→ **AIM OF THE TASK**
Among the records below, find the lines with the word "Used" and copy them.
--- START ---
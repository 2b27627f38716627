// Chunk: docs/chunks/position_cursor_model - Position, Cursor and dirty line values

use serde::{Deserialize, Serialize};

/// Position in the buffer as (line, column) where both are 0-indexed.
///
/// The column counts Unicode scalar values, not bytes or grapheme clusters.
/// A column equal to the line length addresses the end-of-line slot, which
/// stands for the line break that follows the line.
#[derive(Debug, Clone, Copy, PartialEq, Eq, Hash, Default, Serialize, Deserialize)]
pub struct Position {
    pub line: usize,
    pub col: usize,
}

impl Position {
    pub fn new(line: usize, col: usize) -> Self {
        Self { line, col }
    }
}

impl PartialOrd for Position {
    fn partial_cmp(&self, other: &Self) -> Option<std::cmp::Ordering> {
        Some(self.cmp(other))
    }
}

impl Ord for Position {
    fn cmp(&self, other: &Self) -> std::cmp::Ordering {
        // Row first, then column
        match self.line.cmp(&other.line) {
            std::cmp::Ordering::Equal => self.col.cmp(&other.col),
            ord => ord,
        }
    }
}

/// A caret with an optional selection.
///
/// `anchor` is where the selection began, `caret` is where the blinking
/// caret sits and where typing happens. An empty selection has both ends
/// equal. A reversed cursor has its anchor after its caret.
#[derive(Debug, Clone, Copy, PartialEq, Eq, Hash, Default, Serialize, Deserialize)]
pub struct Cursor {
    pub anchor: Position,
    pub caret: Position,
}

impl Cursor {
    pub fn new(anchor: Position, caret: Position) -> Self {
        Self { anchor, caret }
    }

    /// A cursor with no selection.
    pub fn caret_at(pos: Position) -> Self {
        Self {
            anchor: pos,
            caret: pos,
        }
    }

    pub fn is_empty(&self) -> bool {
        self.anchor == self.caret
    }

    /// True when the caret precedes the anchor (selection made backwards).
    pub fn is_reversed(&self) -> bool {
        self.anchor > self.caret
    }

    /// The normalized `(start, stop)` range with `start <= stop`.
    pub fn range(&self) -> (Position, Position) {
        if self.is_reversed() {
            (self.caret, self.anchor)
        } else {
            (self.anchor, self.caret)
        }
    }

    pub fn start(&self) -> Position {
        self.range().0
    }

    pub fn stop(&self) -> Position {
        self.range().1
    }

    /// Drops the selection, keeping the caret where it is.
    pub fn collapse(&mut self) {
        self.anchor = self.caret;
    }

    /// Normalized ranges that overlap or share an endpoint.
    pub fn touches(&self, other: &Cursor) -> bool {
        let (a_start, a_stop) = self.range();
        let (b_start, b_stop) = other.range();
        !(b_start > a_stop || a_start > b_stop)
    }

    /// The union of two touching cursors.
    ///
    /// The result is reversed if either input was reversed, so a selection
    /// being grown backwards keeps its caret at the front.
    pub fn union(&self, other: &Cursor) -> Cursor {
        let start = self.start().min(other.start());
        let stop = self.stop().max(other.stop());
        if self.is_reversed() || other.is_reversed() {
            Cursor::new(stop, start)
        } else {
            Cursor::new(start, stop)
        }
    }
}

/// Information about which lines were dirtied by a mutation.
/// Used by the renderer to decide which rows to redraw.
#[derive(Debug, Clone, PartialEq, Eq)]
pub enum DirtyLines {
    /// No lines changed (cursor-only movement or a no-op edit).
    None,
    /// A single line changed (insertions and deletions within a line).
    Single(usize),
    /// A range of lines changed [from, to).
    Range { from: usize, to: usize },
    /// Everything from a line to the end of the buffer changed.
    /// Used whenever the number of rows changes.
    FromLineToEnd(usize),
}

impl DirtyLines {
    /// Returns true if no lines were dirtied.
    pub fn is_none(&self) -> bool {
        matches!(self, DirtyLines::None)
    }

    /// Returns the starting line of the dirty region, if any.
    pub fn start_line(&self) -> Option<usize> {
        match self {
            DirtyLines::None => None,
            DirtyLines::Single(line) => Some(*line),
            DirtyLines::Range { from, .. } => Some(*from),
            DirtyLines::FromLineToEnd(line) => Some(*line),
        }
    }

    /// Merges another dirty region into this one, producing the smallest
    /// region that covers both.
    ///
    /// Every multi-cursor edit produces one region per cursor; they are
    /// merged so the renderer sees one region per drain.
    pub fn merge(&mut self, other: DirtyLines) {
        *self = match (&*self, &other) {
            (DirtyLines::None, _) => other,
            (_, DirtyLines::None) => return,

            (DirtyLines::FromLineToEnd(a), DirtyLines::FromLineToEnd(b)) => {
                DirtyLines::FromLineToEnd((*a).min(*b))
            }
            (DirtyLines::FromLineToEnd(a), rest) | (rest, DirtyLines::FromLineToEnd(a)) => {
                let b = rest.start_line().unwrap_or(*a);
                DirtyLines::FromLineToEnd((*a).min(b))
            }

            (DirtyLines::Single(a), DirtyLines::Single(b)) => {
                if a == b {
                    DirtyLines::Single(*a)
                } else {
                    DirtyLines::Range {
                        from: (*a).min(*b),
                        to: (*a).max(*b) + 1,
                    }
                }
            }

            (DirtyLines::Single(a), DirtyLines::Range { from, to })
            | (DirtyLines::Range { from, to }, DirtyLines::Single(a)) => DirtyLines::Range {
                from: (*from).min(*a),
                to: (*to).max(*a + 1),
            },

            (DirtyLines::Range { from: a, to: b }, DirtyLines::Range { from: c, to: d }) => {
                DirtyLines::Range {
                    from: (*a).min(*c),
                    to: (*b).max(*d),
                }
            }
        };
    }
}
--- END ---
→ **SOLUTION**
/// Used by the renderer to decide which rows to redraw.
    /// Used whenever the number of rows changes.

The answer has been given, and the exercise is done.